Tomorrow is Ash Wednesday. Late, this year, but then almost all the more welcome. This year more than ever I am feeling nervous about Lent. Perhaps it’s because we don’t have friends here that go through the same experience, and that it has been a while since we did. Will I be able to keep up what I set out to do? How will I get through this? I am thinking about the big questions, all that is, while trying to prepare. I feel like this is a time that I am supposed to enter celebrating, but despite efforts, it’s more difficult than ever.

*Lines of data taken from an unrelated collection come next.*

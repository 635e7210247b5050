// Copyright (C) 2025 SyncMyOrders Sp. z o.o.
// SPDX-License-Identifier: AGPL-3.0-or-later
//! Power state workflow.

use tracing::{info, instrument, warn};

use vmforge_core::VmRecord;

use crate::control::PowerAction;
use crate::error::Result;
use crate::poll::{PollPolicy, await_task};

use super::{WorkflowContext, mark_error, require_vm};

/// Change a VM's power state and settle its record.
///
/// The record moves to the action's transitional status first, so an
/// illegal request (starting a running VM, resuming one that is not
/// paused) is rejected by the transition table before any cluster call.
/// On task success the record settles into the action's final status;
/// on failure it moves to `error`.
#[instrument(skip(ctx))]
pub async fn run_power(ctx: &WorkflowContext, vmid: i64, action: PowerAction) -> Result<()> {
    let vm = require_vm(ctx, vmid).await?;

    ctx.persistence
        .transition_vm(vmid, action.transitional_status())
        .await?;

    match power_steps(ctx, &vm, action).await {
        Ok(()) => {
            ctx.persistence
                .transition_vm(vmid, action.final_status())
                .await?;
            info!(vmid, action = action.as_str(), "Power state changed");
            Ok(())
        }
        Err(e) => {
            warn!(vmid, action = action.as_str(), error = %e, "Power command failed");
            mark_error(ctx, vmid).await;
            Err(e)
        }
    }
}

async fn power_steps(ctx: &WorkflowContext, vm: &VmRecord, action: PowerAction) -> Result<()> {
    let task = ctx.control.submit_power(&vm.node, vm.vmid, action).await?;
    ctx.persistence.update_vm_upid(vm.vmid, &task.upid).await?;
    await_task(ctx.control.as_ref(), &task, PollPolicy::default()).await?;
    Ok(())
}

To mark the occasion of Mardi Gras – or Fat Tuesday as it is called in Swedish - tonight we had a nice home cooked Chinese dinner, wine, Swedish “semla,” and pumpkin pie for dessert. When we lived in Belgium, our friends or we would throw a huge Mardi Gras party every year. We would invite a bunch of friends, listen to music, talk, and most importantly eat and drink ourselves sick, making fasting the next day no big feat, or even desirable. Still today I think of some of the things we’d serve with a nostalgic, mouthwatering yet almost sickening feeling. Little French pastries filled with cheese, cream, onion, and bacon, anyone? Washed down with everything from Galliano shots to Margaritas? Mmm and yuck!
Since our move we have had trouble finding friends with a similar tradition, but have nonetheless kept it going within the family – albeit not as decadent (it’s just not possible) - and today was no exception. Sending out thoughts to all our friends out there celebrating Mardi Gras tonight, we raise our glasses in grace, and say our goodbyes to all that takes our minds of what is important, while welcoming a time of contemplation, thought and effort.